- _Description of the task_
In full and without alteration, write out the lines below.

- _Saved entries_
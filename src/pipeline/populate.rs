//! Field mapping: write the order record into a [`FormInstance`].
//!
//! Scalar fields are resolved once per run by [`resolve_fields`], before any
//! template is fetched, so a missing required field aborts the run without
//! leaving a partial set of forms behind. The resolved list is then replayed
//! onto every page together with that page's items and sheet number.

use crate::error::ReqFormError;
use crate::form::FormInstance;
use crate::layout::{
    item_cell, FieldPolicy, DATE_FORMAT, DEFAULT_QUANTITY, ITEM_COLUMNS, MISC_FIELDS,
    SHEET_NUMBER_CELL, UNIT_PRICE_PLACEHOLDER,
};
use crate::record::{FieldValue, Item, Requisition};
use chrono::NaiveDate;
use indexmap::IndexMap;

/// A scalar field with its value settled.
#[derive(Debug, Clone, PartialEq)]
pub struct ResolvedField {
    pub cell: &'static str,
    pub value: FieldValue,
}

/// Apply every policy in [`MISC_FIELDS`] to `requisition`.
///
/// `today` fills `submission_date` when the order does not set one.
pub fn resolve_fields(
    requisition: &Requisition,
    today: NaiveDate,
) -> Result<Vec<ResolvedField>, ReqFormError> {
    MISC_FIELDS
        .iter()
        .map(|field| {
            let value = match ((field.read)(requisition), field.policy) {
                (Some(value), _) => value,
                (None, FieldPolicy::Optional) => FieldValue::text(""),
                (None, FieldPolicy::Today) => FieldValue::Text(today.format(DATE_FORMAT).to_string()),
                (None, FieldPolicy::Required) => {
                    return Err(ReqFormError::MissingField { field: field.name })
                }
            };
            Ok(ResolvedField {
                cell: field.cell,
                value,
            })
        })
        .collect()
}

/// Write the resolved scalar fields.
pub fn apply_fields(form: &mut FormInstance, fields: &[ResolvedField]) {
    for field in fields {
        form.set(field.cell, &field.value);
    }
}

/// Write one row per item, starting at the first item row of the form.
pub fn populate_items(form: &mut FormInstance, items: &IndexMap<String, Item>) {
    let cols = ITEM_COLUMNS;
    for (pos, (key, item)) in items.iter().enumerate() {
        form.set_text(&item_cell(cols.key, pos), key.as_str());
        form.set(
            &item_cell(cols.desc, pos),
            item.desc.as_ref().unwrap_or(&FieldValue::text("")),
        );
        form.set(
            &item_cell(cols.quantity, pos),
            item.quantity
                .as_ref()
                .unwrap_or(&FieldValue::Int(DEFAULT_QUANTITY)),
        );
        form.set(
            &item_cell(cols.unit_price, pos),
            item.unit_price
                .as_ref()
                .unwrap_or(&FieldValue::text(UNIT_PRICE_PLACEHOLDER)),
        );
    }
}

/// `"Sheet {index} of {total}"`, `index` being 1-based.
pub fn sheet_label(index: usize, total: usize) -> String {
    format!("Sheet {index} of {total}")
}

pub fn place_sheet_number(form: &mut FormInstance, index: usize, total: usize) {
    form.set_text(SHEET_NUMBER_CELL, sheet_label(index, total));
}

#[cfg(test)]
mod tests {
    use super::*;
    use crate::record::{Items, Vendor};
    use pretty_assertions::assert_eq;

    fn complete() -> Requisition {
        Requisition {
            vendor: Vendor {
                name: Some("Newport".into()),
                city: Some("Lincoln".into()),
                state: Some("NE".into()),
                zip: Some(FieldValue::Int(68588)),
                contact_name: Some("Jane Doe".into()),
                contact_phone: Some("555-1234".into()),
                ..Vendor::default()
            },
            requestor_name: Some("Ann".into()),
            requestor_phone: Some("402-555-0101".into()),
            supervisor_name: Some("Dr. Sample".into()),
            use_for_project: Some("Laser alignment".into()),
            items: Some(Items::new()),
            ..Requisition::default()
        }
    }

    fn day() -> NaiveDate {
        NaiveDate::from_ymd_opt(2026, 10, 18).unwrap()
    }

    fn value_at<'a>(fields: &'a [ResolvedField], cell: &str) -> &'a FieldValue {
        &fields.iter().find(|f| f.cell == cell).unwrap().value
    }

    #[test]
    fn resolves_composites_and_defaults() {
        let fields = resolve_fields(&complete(), day()).unwrap();
        assert_eq!(fields.len(), MISC_FIELDS.len());
        assert_eq!(value_at(&fields, "B16"), &FieldValue::text("Lincoln, NE 68588"));
        assert_eq!(value_at(&fields, "B24"), &FieldValue::text("Jane Doe, 555-1234"));
        assert_eq!(value_at(&fields, "B13"), &FieldValue::text(""));
        assert_eq!(value_at(&fields, "B45"), &FieldValue::text("Oct. 18, 2026"));
    }

    #[test]
    fn explicit_submission_date_wins() {
        let mut r = complete();
        r.submission_date = Some("2026-01-05".into());
        let fields = resolve_fields(&r, day()).unwrap();
        assert_eq!(value_at(&fields, "B45"), &FieldValue::text("2026-01-05"));
    }

    #[test]
    fn each_required_field_is_enforced() {
        type Clear = fn(&mut Requisition);
        let cases: [(&str, Clear); 4] = [
            ("requestor_name", |r| r.requestor_name = None),
            ("requestor_phone", |r| r.requestor_phone = None),
            ("supervisor_name", |r| r.supervisor_name = None),
            ("use_for_project", |r| r.use_for_project = None),
        ];
        for (name, clear) in cases {
            let mut r = complete();
            clear(&mut r);
            match resolve_fields(&r, day()) {
                Err(ReqFormError::MissingField { field }) => assert_eq!(field, name),
                other => panic!("{name}: expected MissingField, got {other:?}"),
            }
        }
    }

    #[test]
    fn item_rows_use_defaults() {
        let items: IndexMap<String, Item> = [
            ("LA1131".to_string(), Item::new("Lens", 4_i64, 25.75)),
            ("KM100".to_string(), Item::default()),
        ]
        .into_iter()
        .collect();

        let mut form = FormInstance::blank();
        populate_items(&mut form, &items);

        assert_eq!(form.value("A32"), "LA1131");
        assert_eq!(form.value("B32"), "Lens");
        assert_eq!(form.value("L32"), "4");
        assert_eq!(form.value("Q32"), "25.75");
        assert_eq!(form.value("A33"), "KM100");
        assert_eq!(form.value("B33"), "");
        assert_eq!(form.value("L33"), "1");
        assert_eq!(form.value("Q33"), "N/A");
        assert_eq!(form.value("A34"), "");
    }

    #[test]
    fn sheet_number_text() {
        assert_eq!(sheet_label(2, 3), "Sheet 2 of 3");
        let mut form = FormInstance::blank();
        place_sheet_number(&mut form, 2, 3);
        assert_eq!(form.value("A52"), "Sheet 2 of 3");
    }

    #[test]
    fn applied_fields_land_in_their_cells() {
        let fields = resolve_fields(&complete(), day()).unwrap();
        let mut form = FormInstance::blank();
        apply_fields(&mut form, &fields);
        assert_eq!(form.value("B11"), "Newport");
        assert_eq!(form.value("C47"), "Ann");
        assert_eq!(form.value("K47"), "402-555-0101");
        assert_eq!(form.value("C49"), "Dr. Sample");
        assert_eq!(form.value("B18"), "Laser alignment");
    }
}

- _Result of this task_
filename src/pipeline/populate.rs
//! Field mapping: write the order record into a [`FormInstance`].
//!
//! Scalar fields are resolved once per run by [`resolve_fields`], before any
//! template is fetched, so a missing required field aborts the run without
//! leaving a partial set of forms behind. The resolved list is then replayed
//! onto every page together with that page's items and sheet number.

use crate::error::ReqFormError;
use crate::form::FormInstance;
use crate::layout::{
    item_cell, FieldPolicy, DATE_FORMAT, DEFAULT_QUANTITY, ITEM_COLUMNS, MISC_FIELDS,
    SHEET_NUMBER_CELL, UNIT_PRICE_PLACEHOLDER,
};
use crate::record::{FieldValue, Item, Requisition};
use chrono::NaiveDate;
use indexmap::IndexMap;

/// A scalar field with its value settled.
#[derive(Debug, Clone, PartialEq)]
pub struct ResolvedField {
    pub cell: &'static str,
    pub value: FieldValue,
}

/// Apply every policy in [`MISC_FIELDS`] to `requisition`.
///
/// `today` fills `submission_date` when the order does not set one.
pub fn resolve_fields(
    requisition: &Requisition,
    today: NaiveDate,
) -> Result<Vec<ResolvedField>, ReqFormError> {
    MISC_FIELDS
        .iter()
        .map(|field| {
            let value = match ((field.read)(requisition), field.policy) {
                (Some(value), _) => value,
                (None, FieldPolicy::Optional) => FieldValue::text(""),
                (None, FieldPolicy::Today) => FieldValue::Text(today.format(DATE_FORMAT).to_string()),
                (None, FieldPolicy::Required) => {
                    return Err(ReqFormError::MissingField { field: field.name })
                }
            };
            Ok(ResolvedField {
                cell: field.cell,
                value,
            })
        })
        .collect()
}

/// Write the resolved scalar fields.
pub fn apply_fields(form: &mut FormInstance, fields: &[ResolvedField]) {
    for field in fields {
        form.set(field.cell, &field.value);
    }
}

/// Write one row per item, starting at the first item row of the form.
pub fn populate_items(form: &mut FormInstance, items: &IndexMap<String, Item>) {
    let cols = ITEM_COLUMNS;
    for (pos, (key, item)) in items.iter().enumerate() {
        form.set_text(&item_cell(cols.key, pos), key.as_str());
        form.set(
            &item_cell(cols.desc, pos),
            item.desc.as_ref().unwrap_or(&FieldValue::text("")),
        );
        form.set(
            &item_cell(cols.quantity, pos),
            item.quantity
                .as_ref()
                .unwrap_or(&FieldValue::Int(DEFAULT_QUANTITY)),
        );
        form.set(
            &item_cell(cols.unit_price, pos),
            item.unit_price
                .as_ref()
                .unwrap_or(&FieldValue::text(UNIT_PRICE_PLACEHOLDER)),
        );
    }
}

/// `"Sheet {index} of {total}"`, `index` being 1-based.
pub fn sheet_label(index: usize, total: usize) -> String {
    format!("Sheet {index} of {total}")
}

pub fn place_sheet_number(form: &mut FormInstance, index: usize, total: usize) {
    form.set_text(SHEET_NUMBER_CELL, sheet_label(index, total));
}

#[cfg(test)]
mod tests {
    use super::*;
    use crate::record::{Items, Vendor};
    use pretty_assertions::assert_eq;

    fn complete() -> Requisition {
        Requisition {
            vendor: Vendor {
                name: Some("Newport".into()),
                city: Some("Lincoln".into()),
                state: Some("NE".into()),
                zip: Some(FieldValue::Int(68588)),
                contact_name: Some("Jane Doe".into()),
                contact_phone: Some("555-1234".into()),
                ..Vendor::default()
            },
            requestor_name: Some("Ann".into()),
            requestor_phone: Some("402-555-0101".into()),
            supervisor_name: Some("Dr. Sample".into()),
            use_for_project: Some("Laser alignment".into()),
            items: Some(Items::new()),
            ..Requisition::default()
        }
    }

    fn day() -> NaiveDate {
        NaiveDate::from_ymd_opt(2026, 10, 18).unwrap()
    }

    fn value_at<'a>(fields: &'a [ResolvedField], cell: &str) -> &'a FieldValue {
        &fields.iter().find(|f| f.cell == cell).unwrap().value
    }

    #[test]
    fn resolves_composites_and_defaults() {
        let fields = resolve_fields(&complete(), day()).unwrap();
        assert_eq!(fields.len(), MISC_FIELDS.len());
        assert_eq!(value_at(&fields, "B16"), &FieldValue::text("Lincoln, NE 68588"));
        assert_eq!(value_at(&fields, "B24"), &FieldValue::text("Jane Doe, 555-1234"));
        assert_eq!(value_at(&fields, "B13"), &FieldValue::text(""));
        assert_eq!(value_at(&fields, "B45"), &FieldValue::text("Oct. 18, 2026"));
    }

    #[test]
    fn explicit_submission_date_wins() {
        let mut r = complete();
        r.submission_date = Some("2026-01-05".into());
        let fields = resolve_fields(&r, day()).unwrap();
        assert_eq!(value_at(&fields, "B45"), &FieldValue::text("2026-01-05"));
    }

    #[test]
    fn each_required_field_is_enforced() {
        type Clear = fn(&mut Requisition);
        let cases: [(&str, Clear); 4] = [
            ("requestor_name", |r| r.requestor_name = None),
            ("requestor_phone", |r| r.requestor_phone = None),
            ("supervisor_name", |r| r.supervisor_name = None),
            ("use_for_project", |r| r.use_for_project = None),
        ];
        for (name, clear) in cases {
            let mut r = complete();
            clear(&mut r);
            match resolve_fields(&r, day()) {
                Err(ReqFormError::MissingField { field }) => assert_eq!(field, name),
                other => panic!("{name}: expected MissingField, got {other:?}"),
            }
        }
    }

    #[test]
    fn item_rows_use_defaults() {
        let items: IndexMap<String, Item> = [
            ("LA1131".to_string(), Item::new("Lens", 4_i64, 25.75)),
            ("KM100".to_string(), Item::default()),
        ]
        .into_iter()
        .collect();

        let mut form = FormInstance::blank();
        populate_items(&mut form, &items);

        assert_eq!(form.value("A32"), "LA1131");
        assert_eq!(form.value("B32"), "Lens");
        assert_eq!(form.value("L32"), "4");
        assert_eq!(form.value("Q32"), "25.75");
        assert_eq!(form.value("A33"), "KM100");
        assert_eq!(form.value("B33"), "");
        assert_eq!(form.value("L33"), "1");
        assert_eq!(form.value("Q33"), "N/A");
        assert_eq!(form.value("A34"), "");
    }

    #[test]
    fn sheet_number_text() {
        assert_eq!(sheet_label(2, 3), "Sheet 2 of 3");
        let mut form = FormInstance::blank();
        place_sheet_number(&mut form, 2, 3);
        assert_eq!(form.value("A52"), "Sheet 2 of 3");
    }

    #[test]
    fn applied_fields_land_in_their_cells() {
        let fields = resolve_fields(&complete(), day()).unwrap();
        let mut form = FormInstance::blank();
        apply_fields(&mut form, &fields);
        assert_eq!(form.value("B11"), "Newport");
        assert_eq!(form.value("C47"), "Ann");
        assert_eq!(form.value("K47"), "402-555-0101");
        assert_eq!(form.value("C49"), "Dr. Sample");
        assert_eq!(form.value("B18"), "Laser alignment");
    }
}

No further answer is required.